ACOG Issues Recs to Improve Access to Contraception
Barriers include knowledge deficits, cost and insurance coverage, unnecessary medical testing
WEDNESDAY, Dec. 24, 2014 (HealthDay News) -- All women should have unhindered and affordable access to contraceptives, although there are many barriers to access, according to a Committee Opinion published in the January issue of Obstetrics & Gynecology.
Researchers from the American College of Obstetricians and Gynecologists' Committee on Health Care for Underserved Women reviewed barriers to contraceptive access and offered strategies to improve access.
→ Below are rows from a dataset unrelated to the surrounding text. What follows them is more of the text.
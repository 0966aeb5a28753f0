use actix_web::{
  Error, HttpMessage,
  body::MessageBody,
  dev::{Service, ServiceRequest, ServiceResponse, Transform, forward_ready},
  http::header::{HeaderName, HeaderValue},
};
use futures_util::future::LocalBoxFuture;
use std::{
  future::{Ready, ready},
  rc::Rc,
};
use tracing::Instrument;
use uuid::Uuid;

const REQUEST_ID_HEADER: HeaderName = HeaderName::from_static("x-request-id");

/// Tags every request with an id.
///
/// An `x-request-id` set by the API gateway is reused when it is a UUID,
/// otherwise a fresh v4 id is generated. The id is stored in request
/// extensions, attached to a tracing span around the handler and echoed in
/// the response headers.
#[derive(Debug, Clone, Default)]
pub struct RequestIdMiddleware;

impl RequestIdMiddleware {
  pub fn new() -> Self {
    Self
  }
}

impl<S, B> Transform<S, ServiceRequest> for RequestIdMiddleware
where
  S: Service<ServiceRequest, Response = ServiceResponse<B>, Error = Error> + 'static,
  S::Future: 'static,
  B: MessageBody + 'static,
{
  type Response = ServiceResponse<B>;
  type Error = Error;
  type Transform = RequestIdMiddlewareService<S>;
  type InitError = ();
  type Future = Ready<Result<Self::Transform, Self::InitError>>;

  fn new_transform(&self, service: S) -> Self::Future {
    ready(Ok(RequestIdMiddlewareService {
      service: Rc::new(service),
    }))
  }
}

pub struct RequestIdMiddlewareService<S> {
  service: Rc<S>,
}

impl<S, B> Service<ServiceRequest> for RequestIdMiddlewareService<S>
where
  S: Service<ServiceRequest, Response = ServiceResponse<B>, Error = Error> + 'static,
  S::Future: 'static,
  B: MessageBody + 'static,
{
  type Response = ServiceResponse<B>;
  type Error = Error;
  type Future = LocalBoxFuture<'static, Result<Self::Response, Self::Error>>;

  forward_ready!(service);

  fn call(&self, req: ServiceRequest) -> Self::Future {
    let service = Rc::clone(&self.service);
    let request_id = incoming_request_id(&req).unwrap_or_default();
    req.extensions_mut().insert(request_id);

    let span = tracing::info_span!(
      "http_request",
      request_id = %request_id,
      method = %req.method(),
      path = %req.path(),
    );

    Box::pin(
      async move {
        let mut res = service.call(req).await?;

        if let Ok(value) = HeaderValue::from_str(&request_id.to_string()) {
          res.headers_mut().insert(REQUEST_ID_HEADER, value);
        }

        Ok(res)
      }
      .instrument(span),
    )
  }
}

fn incoming_request_id(req: &ServiceRequest) -> Option<RequestId> {
  req
    .headers()
    .get(&REQUEST_ID_HEADER)
    .and_then(|h| h.to_str().ok())
    .and_then(|s| Uuid::parse_str(s.trim()).ok())
    .map(RequestId)
}

/// Request id stored in request extensions
#[derive(Debug, Clone, Copy, PartialEq, Eq)]
pub struct RequestId(pub Uuid);

impl RequestId {
  pub fn new() -> Self {
    Self(Uuid::new_v4())
  }

  pub fn value(&self) -> Uuid {
    self.0
  }
}

impl Default for RequestId {
  fn default() -> Self {
    Self::new()
  }
}

impl std::fmt::Display for RequestId {
  fn fmt(&self, f: &mut std::fmt::Formatter<'_>) -> std::fmt::Result {
    write!(f, "{}", self.0)
  }
}

/// Extension trait to read the request id from a request
pub trait RequestIdExt {
  /// Returns None when the middleware is not installed
  fn request_id(&self) -> Option<RequestId>;
}

impl RequestIdExt for actix_web::HttpRequest {
  fn request_id(&self) -> Option<RequestId> {
    self.extensions().get::<RequestId>().copied()
  }
}
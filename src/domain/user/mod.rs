pub mod entities;
pub mod errors;
pub mod ports;
pub mod services;
pub mod value_objects;

// Re-export commonly used types
pub use entities::{Device, LoginLogEntry, PushNotification, Relationship, User, UserInvite};
pub use errors::RepositoryError;
pub use value_objects::{Email, UserId, ValueObjectError};
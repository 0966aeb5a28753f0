use async_trait::async_trait;

use super::entities::LinkedAccount;
use super::errors::ExternalServiceError;
use crate::domain::user::errors::RepositoryError;
use crate::domain::user::value_objects::UserId;

/// Repository trait for linked bank accounts
#[async_trait]
pub trait LinkedAccountRepository: Send + Sync {
  /// Finds every account linked by the user
  async fn find_for_user(&self, user_id: UserId) -> Result<Vec<LinkedAccount>, RepositoryError>;

  /// Finds the inactive account owned by the placeholder user
  async fn find_placeholder_account(
    &self,
    placeholder_user_id: UserId,
  ) -> Result<Option<LinkedAccount>, RepositoryError>;

  /// Records that provider-side resources of the account were revoked
  async fn mark_funding_source_removed(&self, account_id: i64) -> Result<(), RepositoryError>;

  /// Deletes every account linked by the user
  async fn delete_for_user(&self, user_id: UserId) -> Result<u64, RepositoryError>;
}

/// Repository trait for bank-feed transactions
#[async_trait]
pub trait BankTransactionRepository: Send + Sync {
  /// Moves transactions of the given accounts to `target_account_id`
  async fn reassign_accounts(
    &self,
    account_ids: &[i64],
    target_account_id: i64,
  ) -> Result<u64, RepositoryError>;
}

/// Payments provider (transfers, funding sources, customers)
#[async_trait]
pub trait PaymentGateway: Send + Sync {
  /// Cancels a transfer that has not settled yet
  async fn cancel_transfer(&self, transfer_url: &str) -> Result<(), ExternalServiceError>;

  /// Removes a funding source so it can no longer be debited
  async fn remove_funding_source(&self, funding_source_url: &str)
  -> Result<(), ExternalServiceError>;

  /// Deactivates the customer record
  async fn deactivate_customer(&self, customer_url: &str) -> Result<(), ExternalServiceError>;
}

/// Bank-link provider (account connections)
#[async_trait]
pub trait BankLinkGateway: Send + Sync {
  /// Invalidates the access token and removes the item
  async fn remove_item(&self, access_token: &str) -> Result<(), ExternalServiceError>;
}
impl InMemoryStore {
  /// Store seeded with the placeholder user and its inactive account
  pub fn with_placeholder() -> Self {
    let store = Self::default();
    let now = Utc::now();
    {
      let mut state = store.state();
      state.users.insert(
        PLACEHOLDER_USER_ID,
        User::from_db(
          UserId::from_db(PLACEHOLDER_USER_ID),
          PLACEHOLDER_EMAIL.to_string(),
          "Deactivated".to_string(),
          "Account".to_string(),
          None,
          true,
          now,
          now,
        ),
      );
      state.linked_accounts.push(LinkedAccount {
        id: PLACEHOLDER_ACCOUNT_ID,
        user_id: UserId::from_db(PLACEHOLDER_USER_ID),
        account_name: "Deactivated Account".to_string(),
        institution_name: "Equater".to_string(),
        bank_link_access_token: None,
        bank_link_item_id: None,
        funding_source_url: None,
        has_removed_funding_source: true,
        is_active: false,
        created_at: now,
      });
    }
    store
  }

  fn state(&self) -> MutexGuard<'_, MemoryState> {
    self
      .state
      .lock()
      .unwrap_or_else(|poisoned| poisoned.into_inner())
  }

  pub fn placeholder(&self) -> DeactivatedPlaceholder {
    DeactivatedPlaceholder {
      user_id: UserId::from_db(PLACEHOLDER_USER_ID),
      account_id: PLACEHOLDER_ACCOUNT_ID,
      display_name: "Deactivated Account".to_string(),
    }
  }

  pub fn snapshot(&self) -> MemoryState {
    self.state().clone()
  }

  /// Stores the user under its own id
  pub fn insert_user(&self, user: User) -> User {
    self.state().users.insert(user.id.into_inner(), user.clone());
    user
  }

  pub fn insert_linked_account(&self, mut account: LinkedAccount) -> LinkedAccount {
    let mut state = self.state();
    account.id = state.allocate_id();
    state.linked_accounts.push(account.clone());
    account
  }

  pub fn insert_bank_transaction(&self, mut transaction: BankTransaction) -> BankTransaction {
    let mut state = self.state();
    transaction.id = state.allocate_id();
    state.bank_transactions.push(transaction.clone());
    transaction
  }

  pub fn insert_expense(&self, mut expense: SharedExpense) -> SharedExpense {
    let mut state = self.state();
    expense.id = state.allocate_id();
    state.expenses.push(expense.clone());
    expense
  }

  pub fn insert_agreement(
    &self,
    mut agreement: SharedExpenseUserAgreement,
  ) -> SharedExpenseUserAgreement {
    let mut state = self.state();
    agreement.id = state.allocate_id();
    state.agreements.push(agreement.clone());
    agreement
  }

  pub fn insert_transaction(
    &self,
    mut transaction: SharedExpenseTransaction,
  ) -> SharedExpenseTransaction {
    let mut state = self.state();
    transaction.id = state.allocate_id();
    state.transactions.push(transaction.clone());
    transaction
  }

  pub fn insert_relationship(&self, mut relationship: Relationship) -> Relationship {
    let mut state = self.state();
    relationship.id = state.allocate_id();
    state.relationships.push(relationship.clone());
    relationship
  }

  pub fn insert_device(&self, mut device: Device) -> Device {
    let mut state = self.state();
    device.id = state.allocate_id();
    state.devices.push(device.clone());
    device
  }

  pub fn insert_push_notification(&self, mut notification: PushNotification) -> PushNotification {
    let mut state = self.state();
    notification.id = state.allocate_id();
    state.push_notifications.push(notification.clone());
    notification
  }

  pub fn insert_invite(&self, mut invite: UserInvite) -> UserInvite {
    let mut state = self.state();
    invite.id = state.allocate_id();
    state.invites.push(invite.clone());
    invite
  }

  pub fn insert_login_log(&self, mut entry: LoginLogEntry) -> LoginLogEntry {
    let mut state = self.state();
    entry.id = state.allocate_id();
    state.login_logs.push(entry.clone());
    entry
  }
}

fn removed<T>(rows: &mut Vec<T>, matches: impl Fn(&T) -> bool) -> u64 {
  let before = rows.len();
  rows.retain(|row| !matches(row));
  (before - rows.len()) as u64
}

#[async_trait]
impl UserRepository for InMemoryStore {
  async fn find_by_id(&self, id: UserId) -> Result<Option<User>, RepositoryError> {
    Ok(self.state().users.get(&id.into_inner()).cloned())
  }

  async fn find_placeholder(&self) -> Result<Option<User>, RepositoryError> {
    Ok(
      self
        .state()
        .users
        .values()
        .find(|u| u.is_deactivated_placeholder)
        .cloned(),
    )
  }

  async fn delete_non_placeholder(&self, id: UserId) -> Result<bool, RepositoryError> {
    let mut state = self.state();
    match state.users.get(&id.into_inner()) {
      Some(user) if !user.is_deactivated_placeholder => {
        state.users.remove(&id.into_inner());
        Ok(true)
      }
      _ => Ok(false),
    }
  }

  async fn clear_payment_customer(&self, id: UserId) -> Result<(), RepositoryError> {
    if let Some(user) = self.state().users.get_mut(&id.into_inner()) {
      user.payment_customer_url = None;
    }
    Ok(())
  }
}

#[async_trait]
impl RelationshipRepository for InMemoryStore {
  async fn delete_involving(&self, user_id: UserId) -> Result<u64, RepositoryError> {
    Ok(removed(&mut self.state().relationships, |r| r.involves(user_id)))
  }
}

#[async_trait]
impl DeviceRepository for InMemoryStore {
  async fn find_ids_for_user(&self, user_id: UserId) -> Result<Vec<i64>, RepositoryError> {
    Ok(
      self
        .state()
        .devices
        .iter()
        .filter(|d| d.user_id == user_id)
        .map(|d| d.id)
        .collect(),
    )
  }

  async fn delete_notifications_for_devices(
    &self,
    device_ids: &[i64],
  ) -> Result<u64, RepositoryError> {
    Ok(removed(&mut self.state().push_notifications, |n| {
      device_ids.contains(&n.device_id)
    }))
  }

  async fn delete_for_user(&self, user_id: UserId) -> Result<u64, RepositoryError> {
    Ok(removed(&mut self.state().devices, |d| d.user_id == user_id))
  }
}

#[async_trait]
impl UserInviteRepository for InMemoryStore {
  async fn delete_for_user(
    &self,
    user_id: UserId,
    email: Option<&Email>,
  ) -> Result<u64, RepositoryError> {
    Ok(removed(&mut self.state().invites, |i| {
      i.initiating_user_id == user_id
        || email.is_some_and(|e| !i.is_converted && i.email.eq_ignore_ascii_case(e.as_str()))
    }))
  }
}

#[async_trait]
impl LoginLogRepository for InMemoryStore {
  async fn delete_for_user(&self, user_id: UserId) -> Result<u64, RepositoryError> {
    Ok(removed(&mut self.state().login_logs, |l| l.user_id == user_id))
  }
}

#[async_trait]
impl LinkedAccountRepository for InMemoryStore {
  async fn find_for_user(&self, user_id: UserId) -> Result<Vec<LinkedAccount>, RepositoryError> {
    Ok(
      self
        .state()
        .linked_accounts
        .iter()
        .filter(|a| a.user_id == user_id)
        .cloned()
        .collect(),
    )
  }

  async fn find_placeholder_account(
    &self,
    placeholder_user_id: UserId,
  ) -> Result<Option<LinkedAccount>, RepositoryError> {
    Ok(
      self
        .state()
        .linked_accounts
        .iter()
        .filter(|a| a.user_id == placeholder_user_id && !a.is_active)
        .min_by_key(|a| a.id)
        .cloned(),
    )
  }

  async fn mark_funding_source_removed(&self, account_id: i64) -> Result<(), RepositoryError> {
    let mut state = self.state();
    let account = state
      .linked_accounts
      .iter_mut()
      .find(|a| a.id == account_id)
      .ok_or(RepositoryError::NotFound)?;
    account.has_removed_funding_source = true;
    Ok(())
  }

  async fn delete_for_user(&self, user_id: UserId) -> Result<u64, RepositoryError> {
    Ok(removed(&mut self.state().linked_accounts, |a| a.user_id == user_id))
  }
}

#[async_trait]
impl BankTransactionRepository for InMemoryStore {
  async fn reassign_accounts(
    &self,
    account_ids: &[i64],
    target_account_id: i64,
  ) -> Result<u64, RepositoryError> {
    let mut moved = 0;
    for t in self
      .state()
      .bank_transactions
      .iter_mut()
      .filter(|t| account_ids.contains(&t.account_id))
    {
      t.account_id = target_account_id;
      moved += 1;
    }
    Ok(moved)
  }
}

#[async_trait]
impl SharedExpenseRepository for InMemoryStore {
  async fn find_active_owned_by(
    &self,
    user_id: UserId,
  ) -> Result<Vec<SharedExpense>, RepositoryError> {
    Ok(
      self
        .state()
        .expenses
        .iter()
        .filter(|e| e.expense_owner_user_id == user_id && e.is_active)
        .cloned()
        .collect(),
    )
  }

  async fn find_participants(
    &self,
    shared_expense_id: i64,
  ) -> Result<Vec<AgreementParticipant>, RepositoryError> {
    let state = self.state();
    Ok(
      state
        .agreements
        .iter()
        .filter(|a| a.shared_expense_id == shared_expense_id)
        .filter_map(|a| {
          state
            .users
            .get(&a.user_id.into_inner())
            .map(|u| AgreementParticipant {
              agreement_id: a.id,
              user_id: u.id,
              email: u.email.clone(),
              first_name: u.first_name.clone(),
            })
        })
        .collect(),
    )
  }

  async fn find_pending_transfers_involving(
    &self,
    user_id: UserId,
  ) -> Result<Vec<SharedExpenseTransaction>, RepositoryError> {
    Ok(
      self
        .state()
        .transactions
        .iter()
        .filter(|t| t.involves(user_id) && t.transfer_status == TransferStatus::Pending)
        .cloned()
        .collect(),
    )
  }

  async fn mark_transfer_cancelled(&self, transaction_id: i64) -> Result<(), RepositoryError> {
    let mut state = self.state();
    let transaction = state
      .transactions
      .iter_mut()
      .find(|t| t.id == transaction_id)
      .ok_or(RepositoryError::NotFound)?;
    transaction.transfer_status = TransferStatus::Cancelled;
    Ok(())
  }

  async fn redirect_transactions(
    &self,
    user_id: UserId,
    placeholder: &DeactivatedPlaceholder,
  ) -> Result<u64, RepositoryError> {
    let mut changed = 0;
    for t in self.state().transactions.iter_mut() {
      if t.redirect_party(user_id, placeholder) {
        changed += 1;
      }
    }
    Ok(changed)
  }

  async fn redirect_owned_expenses(
    &self,
    user_id: UserId,
    placeholder: &DeactivatedPlaceholder,
    now: DateTime<Utc>,
  ) -> Result<u64, RepositoryError> {
    let mut changed = 0;
    for e in self
      .state()
      .expenses
      .iter_mut()
      .filter(|e| e.expense_owner_user_id == user_id)
    {
      e.redirect_owner(placeholder, now);
      changed += 1;
    }
    Ok(changed)
  }

  async fn delete_agreements_for_user(&self, user_id: UserId) -> Result<u64, RepositoryError> {
    Ok(removed(&mut self.state().agreements, |a| a.user_id == user_id))
  }
}

#[cfg(test)]
mod tests {
  use super::*;
  use crate::test_support::user;

  #[tokio::test]
  async fn test_placeholder_row_is_never_deleted() {
    let store = InMemoryStore::with_placeholder();

    let deleted = store
      .delete_non_placeholder(UserId::from_db(PLACEHOLDER_USER_ID))
      .await
      .unwrap();

    assert!(!deleted);
    assert!(store.snapshot().users.contains_key(&PLACEHOLDER_USER_ID));
  }

  #[tokio::test]
  async fn test_dangling_references_are_reported() {
    let store = InMemoryStore::with_placeholder();
    store.insert_relationship(Relationship {
      id: 0,
      originating_user_id: UserId::from_db(PLACEHOLDER_USER_ID),
      consenting_user_id: UserId::from_db(99),
      is_confirmed: true,
    });
    store.insert_user(user(5, "five@example.com"));

    let dangling = store.snapshot().dangling_user_references();

    assert_eq!(dangling.len(), 1);
    assert!(dangling[0].ends_with("-> user 99"));
  }
}
use actix_web::{
  Error, HttpMessage, ResponseError,
  body::EitherBody,
  dev::{Service, ServiceRequest, ServiceResponse, Transform, forward_ready},
};
use futures_util::future::LocalBoxFuture;
use std::{
  future::{Ready, ready},
  rc::Rc,
};

use crate::adapters::http::errors::ApiError;
use crate::domain::user::value_objects::UserId;
use crate::infrastructure::security::ServiceTokenVerifier;

/// Header carrying the id of the end user the calling service acts for
pub const ACTING_USER_HEADER: &str = "X-Equater-User-Id";

/// Authenticates calls from the API gateway.
///
/// Requests must carry `Authorization: Bearer <service token>` matching the
/// configured digest and an `X-Equater-User-Id` header naming the signed-in
/// user. The user id is stored in request extensions as [`ActingUser`].
pub struct ServiceAuthMiddleware {
  verifier: ServiceTokenVerifier,
}

impl ServiceAuthMiddleware {
  pub fn new(verifier: ServiceTokenVerifier) -> Self {
    Self { verifier }
  }
}

impl<S, B> Transform<S, ServiceRequest> for ServiceAuthMiddleware
where
  S: Service<ServiceRequest, Response = ServiceResponse<B>, Error = Error> + 'static,
  S::Future: 'static,
  B: 'static,
{
  type Response = ServiceResponse<EitherBody<B>>;
  type Error = Error;
  type Transform = ServiceAuthMiddlewareService<S>;
  type InitError = ();
  type Future = Ready<Result<Self::Transform, Self::InitError>>;

  fn new_transform(&self, service: S) -> Self::Future {
    ready(Ok(ServiceAuthMiddlewareService {
      service: Rc::new(service),
      verifier: self.verifier.clone(),
    }))
  }
}

pub struct ServiceAuthMiddlewareService<S> {
  service: Rc<S>,
  verifier: ServiceTokenVerifier,
}

impl<S, B> Service<ServiceRequest> for ServiceAuthMiddlewareService<S>
where
  S: Service<ServiceRequest, Response = ServiceResponse<B>, Error = Error> + 'static,
  S::Future: 'static,
  B: 'static,
{
  type Response = ServiceResponse<EitherBody<B>>;
  type Error = Error;
  type Future = LocalBoxFuture<'static, Result<Self::Response, Self::Error>>;

  forward_ready!(service);

  fn call(&self, req: ServiceRequest) -> Self::Future {
    let service = Rc::clone(&self.service);
    let authenticated = authenticate(&req, &self.verifier);

    Box::pin(async move {
      let acting_user = match authenticated {
        Ok(acting_user) => acting_user,
        Err(e) => {
          tracing::warn!("Rejected request to {}: {}", req.path(), e);
          let (request, _) = req.into_parts();
          let response = e.error_response().map_into_right_body();
          return Ok(ServiceResponse::new(request, response));
        }
      };

      req.extensions_mut().insert(acting_user);

      let res = service.call(req).await?;
      Ok(res.map_into_left_body())
    })
  }
}

fn authenticate(req: &ServiceRequest, verifier: &ServiceTokenVerifier) -> Result<ActingUser, ApiError> {
  let token = req
    .headers()
    .get("Authorization")
    .and_then(|h| h.to_str().ok())
    .and_then(|s| s.strip_prefix("Bearer "))
    .ok_or_else(|| ApiError::Unauthorized("Missing or invalid Authorization header".to_string()))?;

  if !verifier.verify(token) {
    return Err(ApiError::Unauthorized("Invalid service token".to_string()));
  }

  req
    .headers()
    .get(ACTING_USER_HEADER)
    .and_then(|h| h.to_str().ok())
    .and_then(|s| s.trim().parse::<i64>().ok())
    .and_then(|id| UserId::new(id).ok())
    .map(ActingUser)
    .ok_or_else(|| ApiError::Unauthorized(format!("Missing or invalid {} header", ACTING_USER_HEADER)))
}

/// The end user a request was made on behalf of
#[derive(Debug, Clone, Copy, PartialEq, Eq)]
pub struct ActingUser(pub UserId);

/// Extension trait to read the acting user set by [`ServiceAuthMiddleware`]
pub trait ActingUserExt {
  fn acting_user(&self) -> Result<UserId, ApiError>;
}

impl ActingUserExt for actix_web::HttpRequest {
  fn acting_user(&self) -> Result<UserId, ApiError> {
    self
      .extensions()
      .get::<ActingUser>()
      .map(|acting| acting.0)
      .ok_or_else(|| ApiError::Unauthorized("Request is not authenticated".to_string()))
  }
}
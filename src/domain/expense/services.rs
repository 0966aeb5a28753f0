use async_trait::async_trait;
use chrono::Utc;
use std::sync::Arc;

use super::entities::AgreementCancellationNotice;
use super::ports::SharedExpenseRepository;
use crate::domain::account_deletion::entities::DeactivatedPlaceholder;
use crate::domain::account_deletion::errors::CleanupError;
use crate::domain::account_deletion::ports::{DeletionNotifier, ResourceCleaner};
use crate::domain::banking::ports::{BankTransactionRepository, LinkedAccountRepository};
use crate::domain::user::entities::User;

/// Hands the user's financial history over to the placeholder so that
/// counterparties keep their records.
pub struct TransactionReassignmentService {
  expense_repo: Arc<dyn SharedExpenseRepository>,
  account_repo: Arc<dyn LinkedAccountRepository>,
  bank_transaction_repo: Arc<dyn BankTransactionRepository>,
  notifier: Arc<dyn DeletionNotifier>,
  placeholder: DeactivatedPlaceholder,
}

impl TransactionReassignmentService {
  pub fn new(
    expense_repo: Arc<dyn SharedExpenseRepository>,
    account_repo: Arc<dyn LinkedAccountRepository>,
    bank_transaction_repo: Arc<dyn BankTransactionRepository>,
    notifier: Arc<dyn DeletionNotifier>,
    placeholder: DeactivatedPlaceholder,
  ) -> Self {
    Self {
      expense_repo,
      account_repo,
      bank_transaction_repo,
      notifier,
      placeholder,
    }
  }

  /// Participants of the user's active expenses, gathered before ownership
  /// moves away
  async fn collect_cancellation_notices(
    &self,
    user: &User,
  ) -> Result<Vec<AgreementCancellationNotice>, CleanupError> {
    let mut notices = Vec::new();

    for expense in self.expense_repo.find_active_owned_by(user.id).await? {
      let participants = self.expense_repo.find_participants(expense.id).await?;

      notices.extend(
        participants
          .into_iter()
          .filter(|p| p.user_id != user.id)
          .map(|p| AgreementCancellationNotice {
            shared_expense_id: expense.id,
            agreement_id: p.agreement_id,
            expense_nickname: expense.expense_nickname.clone(),
            recipient_user_id: p.user_id,
            recipient_email: p.email,
            deleted_user_first_name: user.first_name.clone(),
          }),
      );
    }

    Ok(notices)
  }

  async fn send_notices(&self, notices: &[AgreementCancellationNotice]) {
    for notice in notices {
      if let Err(e) = self.notifier.agreement_cancelled(notice).await {
        tracing::warn!(
          "Failed to notify user {} about cancelled agreement {}: {}",
          notice.recipient_user_id,
          notice.agreement_id,
          e
        );
      }
    }
  }
}

#[async_trait]
impl ResourceCleaner for TransactionReassignmentService {
  async fn delete_managed_resources_for_user(&self, user: &User) -> Result<(), CleanupError> {
    let notices = self.collect_cancellation_notices(user).await?;

    let transactions = self
      .expense_repo
      .redirect_transactions(user.id, &self.placeholder)
      .await?;
    let expenses = self
      .expense_repo
      .redirect_owned_expenses(user.id, &self.placeholder, Utc::now())
      .await?;
    let agreements = self.expense_repo.delete_agreements_for_user(user.id).await?;

    let account_ids: Vec<i64> = self
      .account_repo
      .find_for_user(user.id)
      .await?
      .into_iter()
      .map(|account| account.id)
      .collect();
    let bank_transactions = if account_ids.is_empty() {
      0
    } else {
      self
        .bank_transaction_repo
        .reassign_accounts(&account_ids, self.placeholder.account_id)
        .await?
    };

    tracing::info!(
      "Reassigned {} transactions, {} shared expenses and {} bank transactions of user {} to placeholder {}; removed {} agreements",
      transactions,
      expenses,
      bank_transactions,
      user.id,
      self.placeholder.user_id,
      agreements
    );

    // Sent only once the redirect is durable, so a retried run does not repeat them
    self.send_notices(&notices).await;
    Ok(())
  }
}
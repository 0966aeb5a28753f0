use actix_web::{
  HttpResponse,
  error::ResponseError,
  http::{StatusCode, header::ContentType},
};
use serde::Serialize;
use std::fmt;

use crate::domain::account_deletion::errors::AccountDeletionError;

use super::dtos::ErrorResponse;

/// API error type that maps domain errors to HTTP responses
#[derive(Debug, Serialize)]
#[serde(tag = "type", content = "details")]
pub enum ApiError {
  /// Validation error (400 Bad Request)
  Validation(String),

  /// Missing or invalid service credentials (401 Unauthorized)
  Unauthorized(String),

  /// Caller may not act on the resource (403 Forbidden)
  Forbidden(String),

  /// Resource does not exist (404 Not Found)
  NotFound(String),

  /// Internal server error (500 Internal Server Error)
  Internal(String),
}

impl fmt::Display for ApiError {
  fn fmt(&self, f: &mut fmt::Formatter<'_>) -> fmt::Result {
    match self {
      ApiError::Validation(msg) => write!(f, "Validation error: {}", msg),
      ApiError::Unauthorized(msg) => write!(f, "Unauthorized: {}", msg),
      ApiError::Forbidden(msg) => write!(f, "Forbidden: {}", msg),
      ApiError::NotFound(msg) => write!(f, "Not found: {}", msg),
      ApiError::Internal(msg) => write!(f, "Internal error: {}", msg),
    }
  }
}

impl ResponseError for ApiError {
  fn status_code(&self) -> StatusCode {
    match self {
      ApiError::Validation(_) => StatusCode::BAD_REQUEST,
      ApiError::Unauthorized(_) => StatusCode::UNAUTHORIZED,
      ApiError::Forbidden(_) => StatusCode::FORBIDDEN,
      ApiError::NotFound(_) => StatusCode::NOT_FOUND,
      ApiError::Internal(_) => StatusCode::INTERNAL_SERVER_ERROR,
    }
  }

  fn error_response(&self) -> HttpResponse {
    let (error_type, message) = match self {
      ApiError::Validation(msg) => ("validation_error", msg.clone()),
      ApiError::Unauthorized(msg) => ("unauthorized", msg.clone()),
      ApiError::Forbidden(msg) => ("forbidden", msg.clone()),
      ApiError::NotFound(msg) => ("not_found", msg.clone()),
      ApiError::Internal(msg) => {
        // Don't expose internal error details
        tracing::error!("Internal error: {}", msg);
        (
          "internal_error",
          "An internal server error occurred".to_string(),
        )
      }
    };

    HttpResponse::build(self.status_code())
      .content_type(ContentType::json())
      .json(ErrorResponse {
        error: error_type.to_string(),
        message,
        details: None,
      })
  }
}

impl From<AccountDeletionError> for ApiError {
  fn from(error: AccountDeletionError) -> Self {
    match error {
      AccountDeletionError::NotAccountOwner | AccountDeletionError::PlaceholderProtected => {
        ApiError::Forbidden(error.to_string())
      }
      AccountDeletionError::UserNotFound => ApiError::NotFound(error.to_string()),
      AccountDeletionError::Repository(e) => ApiError::Internal(format!("Repository error: {}", e)),
      AccountDeletionError::Queue(e) => ApiError::Internal(format!("Queue error: {}", e)),
    }
  }
}

/// Convert validation errors from validator crate
impl From<validator::ValidationErrors> for ApiError {
  fn from(errors: validator::ValidationErrors) -> Self {
    let messages: Vec<String> = errors
      .field_errors()
      .iter()
      .flat_map(|(field, errors)| {
        errors
          .iter()
          .map(|error| {
            error
              .message
              .as_ref()
              .map(|m| m.to_string())
              .unwrap_or_else(|| format!("Invalid field: {}", field))
          })
          .collect::<Vec<_>>()
      })
      .collect();

    ApiError::Validation(messages.join(", "))
  }
}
The researchers note that knowledge deficits are a barrier to contraceptive use, and include lack of knowledge, misperceptions, and exaggerated concerns about safety; health care providers may also have knowledge deficits. Unfavorable legal rulings and restrictive legislative measures can interfere with access to contraceptives for minors and adults, and impact the patient-physician relationship. Cost and insurance coverage are also barriers to contraceptive use, but as the Affordable Care Act goes into effect, obstetrician-gynecologists should advocate for continued expansion of affordable contraceptive access. Access could also be improved by allowing over-the-counter access to oral contraceptive pills. Other barriers include objections to contraception as an issue of conscience or religion, unnecessary medical practices that prevent easy initiation of contraception, institutional and payment barriers, and health care inequalities.
"The American College of Obstetricians and Gynecologists supports access to comprehensive contraceptive care and contraceptive methods as an integral component of women's health care and is committed to encouraging and upholding policies and actions that ensure the availability of affordable and accessible contraceptive care and contraceptive methods," the authors write.